(Records for this task begins)

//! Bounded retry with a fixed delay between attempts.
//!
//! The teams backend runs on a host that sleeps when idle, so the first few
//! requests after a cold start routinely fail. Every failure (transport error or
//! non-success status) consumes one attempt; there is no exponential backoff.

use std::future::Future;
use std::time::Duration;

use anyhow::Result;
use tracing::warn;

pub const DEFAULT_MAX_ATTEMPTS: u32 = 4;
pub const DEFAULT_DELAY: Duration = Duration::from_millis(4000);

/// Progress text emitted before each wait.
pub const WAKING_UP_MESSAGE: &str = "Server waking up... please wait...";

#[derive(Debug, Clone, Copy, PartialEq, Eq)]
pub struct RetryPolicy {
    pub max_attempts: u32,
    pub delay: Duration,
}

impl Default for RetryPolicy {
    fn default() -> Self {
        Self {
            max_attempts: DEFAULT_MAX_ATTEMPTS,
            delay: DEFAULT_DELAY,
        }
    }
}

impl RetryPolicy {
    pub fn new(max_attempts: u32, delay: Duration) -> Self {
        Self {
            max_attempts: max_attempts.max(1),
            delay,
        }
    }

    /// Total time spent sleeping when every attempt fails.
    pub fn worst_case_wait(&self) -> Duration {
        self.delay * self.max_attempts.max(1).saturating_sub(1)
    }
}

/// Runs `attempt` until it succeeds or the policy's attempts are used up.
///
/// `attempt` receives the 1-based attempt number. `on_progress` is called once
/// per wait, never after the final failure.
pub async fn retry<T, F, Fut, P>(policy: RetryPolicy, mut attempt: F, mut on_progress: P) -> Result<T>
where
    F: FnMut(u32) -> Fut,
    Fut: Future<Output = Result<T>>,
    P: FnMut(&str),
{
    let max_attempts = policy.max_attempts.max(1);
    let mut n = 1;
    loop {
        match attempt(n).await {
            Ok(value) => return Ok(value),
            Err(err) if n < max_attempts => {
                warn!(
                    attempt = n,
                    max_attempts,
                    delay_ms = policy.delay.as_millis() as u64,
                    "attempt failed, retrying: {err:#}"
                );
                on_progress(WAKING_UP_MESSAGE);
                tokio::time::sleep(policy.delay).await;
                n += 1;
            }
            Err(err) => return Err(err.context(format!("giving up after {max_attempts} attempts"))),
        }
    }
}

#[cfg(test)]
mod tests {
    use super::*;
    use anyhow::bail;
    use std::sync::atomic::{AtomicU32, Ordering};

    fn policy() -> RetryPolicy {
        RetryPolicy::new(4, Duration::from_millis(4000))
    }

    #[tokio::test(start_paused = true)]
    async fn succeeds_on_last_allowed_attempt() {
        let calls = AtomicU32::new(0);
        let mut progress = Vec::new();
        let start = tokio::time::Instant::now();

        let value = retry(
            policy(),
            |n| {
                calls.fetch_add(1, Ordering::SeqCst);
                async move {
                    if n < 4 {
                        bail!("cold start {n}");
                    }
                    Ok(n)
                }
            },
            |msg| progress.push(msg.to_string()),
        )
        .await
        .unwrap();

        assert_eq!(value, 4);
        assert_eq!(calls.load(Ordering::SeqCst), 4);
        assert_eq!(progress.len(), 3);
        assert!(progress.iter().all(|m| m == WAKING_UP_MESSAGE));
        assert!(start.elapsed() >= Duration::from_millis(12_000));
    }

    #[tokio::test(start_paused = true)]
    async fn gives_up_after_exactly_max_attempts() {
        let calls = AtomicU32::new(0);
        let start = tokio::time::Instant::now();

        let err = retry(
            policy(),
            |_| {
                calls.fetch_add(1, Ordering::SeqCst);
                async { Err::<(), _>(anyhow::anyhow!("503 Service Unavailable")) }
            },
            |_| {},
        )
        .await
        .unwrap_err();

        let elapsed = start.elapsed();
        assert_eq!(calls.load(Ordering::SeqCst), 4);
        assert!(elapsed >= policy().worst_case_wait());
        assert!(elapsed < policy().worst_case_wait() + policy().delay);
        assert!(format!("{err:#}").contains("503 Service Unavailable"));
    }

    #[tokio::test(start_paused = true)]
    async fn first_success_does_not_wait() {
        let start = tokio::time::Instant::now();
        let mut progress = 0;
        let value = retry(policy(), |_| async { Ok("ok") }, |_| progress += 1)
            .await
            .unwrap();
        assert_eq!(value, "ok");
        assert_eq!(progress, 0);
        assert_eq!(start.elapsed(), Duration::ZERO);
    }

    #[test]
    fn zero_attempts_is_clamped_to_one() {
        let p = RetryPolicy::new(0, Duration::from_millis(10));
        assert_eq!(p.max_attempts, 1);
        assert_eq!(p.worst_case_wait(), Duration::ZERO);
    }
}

(Records for this task ends)

Work item:
Only the lines from the beginning of the material above through the line with "pub fn worst_case_wait(&self)" are wanted; extract them exactly.

Your solution:
//! Bounded retry with a fixed delay between attempts.
//!
//! The teams backend runs on a host that sleeps when idle, so the first few
//! requests after a cold start routinely fail. Every failure (transport error or
//! non-success status) consumes one attempt; there is no exponential backoff.

use std::future::Future;
use std::time::Duration;

use anyhow::Result;
use tracing::warn;

pub const DEFAULT_MAX_ATTEMPTS: u32 = 4;
pub const DEFAULT_DELAY: Duration = Duration::from_millis(4000);

/// Progress text emitted before each wait.
pub const WAKING_UP_MESSAGE: &str = "Server waking up... please wait...";

#[derive(Debug, Clone, Copy, PartialEq, Eq)]
pub struct RetryPolicy {
    pub max_attempts: u32,
    pub delay: Duration,
}

impl Default for RetryPolicy {
    fn default() -> Self {
        Self {
            max_attempts: DEFAULT_MAX_ATTEMPTS,
            delay: DEFAULT_DELAY,
        }
    }
}

impl RetryPolicy {
    pub fn new(max_attempts: u32, delay: Duration) -> Self {
        Self {
            max_attempts: max_attempts.max(1),
            delay,
        }
    }

    /// Total time spent sleeping when every attempt fails.
    pub fn worst_case_wait(&self) -> Duration {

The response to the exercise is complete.